**YOUR OBJECTIVE:**
Only the lines from the one containing "values must be" to the end of the material belong in your answer. Please copy them word for word.

**INFORMATION GIVEN:**
use std::cmp::Ordering;

use crate::{Error, Result, raster::Band};

fn sorted_quantiles(data: &[f32], quantile_vals: &[f64]) -> Vec<f64> {
    let len = data.len() as f64;

    quantile_vals
        .iter()
        .map(|&q| {
            let pos = q * (len - 1.0);
            let lower = pos.floor() as usize;
            let upper = pos.ceil() as usize;

            if lower == upper {
                data[lower] as f64
            } else {
                let weight = pos - lower as f64;
                data[lower] as f64 * (1.0 - weight) + data[upper] as f64 * weight
            }
        })
        .collect()
}

/// Quantiles (0..=1) of the finite samples of the band with linear interpolation between the closest ranks.
/// Returns `None` when the band contains no finite samples.
pub fn nan_percentiles(band: &Band, quantile_vals: &[f64]) -> Result<Option<Vec<f64>>> {
    if quantile_vals.iter().any(|&q| !(0.0..=1.0).contains(&q)) {
        return Err(Error::InvalidArgument("Quantile values must be between 0 and 1".to_string()));
    }

    let mut data: Vec<f32> = band.iter_values().collect();
    if data.is_empty() {
        return Ok(None);
    }

    data.sort_by(|a, b| a.partial_cmp(b).unwrap_or(Ordering::Equal));
    Ok(Some(sorted_quantiles(&data, quantile_vals)))
}

pub fn nan_percentile(band: &Band, quantile: f64) -> Result<Option<f64>> {
    Ok(nan_percentiles(band, &[quantile])?.and_then(|values| values.first().copied()))
}

/// The (low, high) quantile pair used as the value range of a continuous color ramp
pub fn percentile_range(band: &Band, low: f64, high: f64) -> Result<Option<(f64, f64)>> {
    if low > high {
        return Err(Error::InvalidArgument(format!("Invalid percentile range: {low} > {high}")));
    }

    Ok(nan_percentiles(band, &[low, high])?.map(|values| (values[0], values[1])))
}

**RESULT:**
        return Err(Error::InvalidArgument("Quantile values must be between 0 and 1".to_string()));
    }

    let mut data: Vec<f32> = band.iter_values().collect();
    if data.is_empty() {
        return Ok(None);
    }

    data.sort_by(|a, b| a.partial_cmp(b).unwrap_or(Ordering::Equal));
    Ok(Some(sorted_quantiles(&data, quantile_vals)))
}

pub fn nan_percentile(band: &Band, quantile: f64) -> Result<Option<f64>> {
    Ok(nan_percentiles(band, &[quantile])?.and_then(|values| values.first().copied()))
}

/// The (low, high) quantile pair used as the value range of a continuous color ramp
pub fn percentile_range(band: &Band, low: f64, high: f64) -> Result<Option<(f64, f64)>> {
    if low > high {
        return Err(Error::InvalidArgument(format!("Invalid percentile range: {low} > {high}")));
    }

    Ok(nan_percentiles(band, &[low, high])?.map(|values| (values[0], values[1])))
}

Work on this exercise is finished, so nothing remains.